> PROBLEM TO WORK ON:
Work out how many lines of the data contain "LogConfig" and reply with that number alone.

Data excerpts
+ + +
use std::path::PathBuf;

use serde::{Deserialize, Serialize};

/// Top-level configuration, read from `config.yml` or `config.toml`.
#[derive(Debug, Clone, Default, PartialEq, Serialize, Deserialize)]
#[serde(default)]
pub struct AppConfig {
    pub database: DatabaseConfig,
    pub portal: PortalConfig,
    pub log: LogConfig,
}

#[derive(Debug, Clone, PartialEq, Serialize, Deserialize)]
#[serde(default)]
pub struct DatabaseConfig {
    /// Path to the portal database. Falls back to `<data dir>/showcase/portal.db`.
    pub path: Option<PathBuf>,
    pub busy_timeout_ms: u64,
}

impl Default for DatabaseConfig {
    fn default() -> Self {
        Self {
            path: None,
            busy_timeout_ms: 5_000,
        }
    }
}

impl DatabaseConfig {
    pub fn resolved_path(&self) -> PathBuf {
        self.path.clone().unwrap_or_else(|| {
            dirs::data_dir()
                .unwrap_or_else(|| PathBuf::from("."))
                .join("showcase")
                .join("portal.db")
        })
    }
}

#[derive(Debug, Clone, PartialEq, Serialize, Deserialize)]
#[serde(default)]
pub struct PortalConfig {
    /// Public base URL, used to qualify uploaded showcase images.
    pub site_url: String,
}

impl Default for PortalConfig {
    fn default() -> Self {
        Self {
            site_url: "http://localhost:5000".to_string(),
        }
    }
}

#[derive(Debug, Clone, PartialEq, Serialize, Deserialize)]
#[serde(default)]
pub struct LogConfig {
    pub level: String,
    pub json: bool,
}

impl Default for LogConfig {
    fn default() -> Self {
        Self {
            level: "info".to_string(),
            json: false,
        }
    }
}
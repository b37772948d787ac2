pub mod authz;
pub mod validation;

pub use authz::{Actor, Permission};
pub use validation::InputValidator;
+ + +
> EXERCISE RESULT:
3